What to produce: After locating the line with "that renderers and" in the data that follows, return it and every later line exactly, up to and including the line with "and level names.".

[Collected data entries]
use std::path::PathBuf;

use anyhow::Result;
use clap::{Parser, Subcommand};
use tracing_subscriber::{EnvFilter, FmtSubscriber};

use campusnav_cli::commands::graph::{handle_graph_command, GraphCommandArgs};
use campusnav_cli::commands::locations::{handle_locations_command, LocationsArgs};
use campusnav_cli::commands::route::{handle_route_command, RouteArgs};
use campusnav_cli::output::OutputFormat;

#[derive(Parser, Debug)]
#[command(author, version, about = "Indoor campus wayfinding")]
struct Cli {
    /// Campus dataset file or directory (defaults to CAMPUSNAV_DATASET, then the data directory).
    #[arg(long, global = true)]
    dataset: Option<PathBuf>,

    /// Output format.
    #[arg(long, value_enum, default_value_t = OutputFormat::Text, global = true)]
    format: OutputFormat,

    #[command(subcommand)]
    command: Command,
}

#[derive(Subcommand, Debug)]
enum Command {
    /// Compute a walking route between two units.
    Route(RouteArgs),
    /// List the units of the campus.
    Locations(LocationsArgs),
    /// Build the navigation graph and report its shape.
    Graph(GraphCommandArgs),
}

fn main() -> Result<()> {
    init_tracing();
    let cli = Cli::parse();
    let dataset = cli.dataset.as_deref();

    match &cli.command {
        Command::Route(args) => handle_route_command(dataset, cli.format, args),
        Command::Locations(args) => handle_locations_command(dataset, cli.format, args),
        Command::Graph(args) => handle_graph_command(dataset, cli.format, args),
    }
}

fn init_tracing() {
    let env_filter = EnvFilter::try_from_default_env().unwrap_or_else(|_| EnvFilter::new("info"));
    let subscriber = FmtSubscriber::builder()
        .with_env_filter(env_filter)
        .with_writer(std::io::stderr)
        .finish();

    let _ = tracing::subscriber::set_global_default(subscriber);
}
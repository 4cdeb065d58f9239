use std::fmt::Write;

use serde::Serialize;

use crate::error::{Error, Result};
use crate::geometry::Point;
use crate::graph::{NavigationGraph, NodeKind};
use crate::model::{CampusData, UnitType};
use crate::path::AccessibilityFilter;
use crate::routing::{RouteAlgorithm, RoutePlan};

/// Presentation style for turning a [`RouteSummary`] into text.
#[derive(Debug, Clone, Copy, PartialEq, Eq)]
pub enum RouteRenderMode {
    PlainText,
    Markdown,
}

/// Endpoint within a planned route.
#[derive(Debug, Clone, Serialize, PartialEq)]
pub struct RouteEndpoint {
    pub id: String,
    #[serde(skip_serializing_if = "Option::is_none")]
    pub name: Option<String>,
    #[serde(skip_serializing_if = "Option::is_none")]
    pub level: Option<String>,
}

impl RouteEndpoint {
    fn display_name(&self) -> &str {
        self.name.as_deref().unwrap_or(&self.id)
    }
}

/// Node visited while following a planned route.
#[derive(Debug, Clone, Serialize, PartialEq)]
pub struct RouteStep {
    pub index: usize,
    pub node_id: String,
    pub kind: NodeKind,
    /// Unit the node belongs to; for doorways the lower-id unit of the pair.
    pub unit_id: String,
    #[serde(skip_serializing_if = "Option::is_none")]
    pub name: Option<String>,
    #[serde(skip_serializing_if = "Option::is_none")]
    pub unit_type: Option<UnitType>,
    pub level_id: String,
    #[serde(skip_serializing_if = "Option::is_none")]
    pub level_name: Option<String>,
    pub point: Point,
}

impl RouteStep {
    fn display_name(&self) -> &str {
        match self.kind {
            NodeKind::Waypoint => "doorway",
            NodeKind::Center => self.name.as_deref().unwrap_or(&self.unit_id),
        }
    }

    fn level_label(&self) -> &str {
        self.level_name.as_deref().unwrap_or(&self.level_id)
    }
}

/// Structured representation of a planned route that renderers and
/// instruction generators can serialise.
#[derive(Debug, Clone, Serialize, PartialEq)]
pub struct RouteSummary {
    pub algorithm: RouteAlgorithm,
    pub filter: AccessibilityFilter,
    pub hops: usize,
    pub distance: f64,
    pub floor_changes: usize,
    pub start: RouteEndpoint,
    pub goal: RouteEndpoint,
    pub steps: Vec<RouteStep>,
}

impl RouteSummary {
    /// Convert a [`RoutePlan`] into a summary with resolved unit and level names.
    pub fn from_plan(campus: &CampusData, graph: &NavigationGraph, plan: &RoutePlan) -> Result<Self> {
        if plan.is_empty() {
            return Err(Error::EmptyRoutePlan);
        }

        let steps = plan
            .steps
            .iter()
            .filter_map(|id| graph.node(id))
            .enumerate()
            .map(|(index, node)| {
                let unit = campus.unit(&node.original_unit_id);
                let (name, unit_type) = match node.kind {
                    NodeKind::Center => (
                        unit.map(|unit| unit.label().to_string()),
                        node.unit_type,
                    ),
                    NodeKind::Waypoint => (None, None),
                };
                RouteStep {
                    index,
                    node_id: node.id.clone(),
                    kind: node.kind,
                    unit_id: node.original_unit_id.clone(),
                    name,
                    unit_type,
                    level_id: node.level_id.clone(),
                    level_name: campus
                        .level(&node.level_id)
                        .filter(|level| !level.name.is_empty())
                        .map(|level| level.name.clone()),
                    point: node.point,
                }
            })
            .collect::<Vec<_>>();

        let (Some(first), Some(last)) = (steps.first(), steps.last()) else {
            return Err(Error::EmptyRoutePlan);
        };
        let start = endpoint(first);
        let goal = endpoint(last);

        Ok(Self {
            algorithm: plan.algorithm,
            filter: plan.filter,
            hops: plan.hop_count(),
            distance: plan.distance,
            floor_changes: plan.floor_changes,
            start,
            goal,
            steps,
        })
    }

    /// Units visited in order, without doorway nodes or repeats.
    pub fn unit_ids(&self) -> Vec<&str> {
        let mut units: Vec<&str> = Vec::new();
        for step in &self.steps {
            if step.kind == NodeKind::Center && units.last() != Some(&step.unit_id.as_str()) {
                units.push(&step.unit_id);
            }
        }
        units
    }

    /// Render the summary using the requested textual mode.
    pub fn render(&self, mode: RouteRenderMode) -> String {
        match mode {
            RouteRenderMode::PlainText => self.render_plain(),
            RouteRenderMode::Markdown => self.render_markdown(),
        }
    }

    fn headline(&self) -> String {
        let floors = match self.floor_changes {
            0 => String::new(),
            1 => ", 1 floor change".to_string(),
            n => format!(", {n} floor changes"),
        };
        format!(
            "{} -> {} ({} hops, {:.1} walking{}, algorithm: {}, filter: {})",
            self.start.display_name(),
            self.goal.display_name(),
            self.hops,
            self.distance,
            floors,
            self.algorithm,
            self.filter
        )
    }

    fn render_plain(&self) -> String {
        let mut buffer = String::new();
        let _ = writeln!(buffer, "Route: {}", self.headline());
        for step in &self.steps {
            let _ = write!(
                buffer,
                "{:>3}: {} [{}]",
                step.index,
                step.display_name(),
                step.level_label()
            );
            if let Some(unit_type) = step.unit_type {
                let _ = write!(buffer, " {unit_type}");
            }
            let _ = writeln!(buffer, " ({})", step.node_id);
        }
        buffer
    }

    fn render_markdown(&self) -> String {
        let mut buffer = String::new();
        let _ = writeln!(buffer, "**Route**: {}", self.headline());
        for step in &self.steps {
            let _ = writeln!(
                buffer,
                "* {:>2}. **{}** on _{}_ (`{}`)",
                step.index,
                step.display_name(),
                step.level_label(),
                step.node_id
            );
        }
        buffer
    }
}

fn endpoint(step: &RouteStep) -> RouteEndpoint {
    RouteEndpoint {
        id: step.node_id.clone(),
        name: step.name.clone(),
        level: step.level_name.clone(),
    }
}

Problem solution:
/// Structured representation of a planned route that renderers and
/// instruction generators can serialise.
#[derive(Debug, Clone, Serialize, PartialEq)]
pub struct RouteSummary {
    pub algorithm: RouteAlgorithm,
    pub filter: AccessibilityFilter,
    pub hops: usize,
    pub distance: f64,
    pub floor_changes: usize,
    pub start: RouteEndpoint,
    pub goal: RouteEndpoint,
    pub steps: Vec<RouteStep>,
}

impl RouteSummary {
    /// Convert a [`RoutePlan`] into a summary with resolved unit and level names.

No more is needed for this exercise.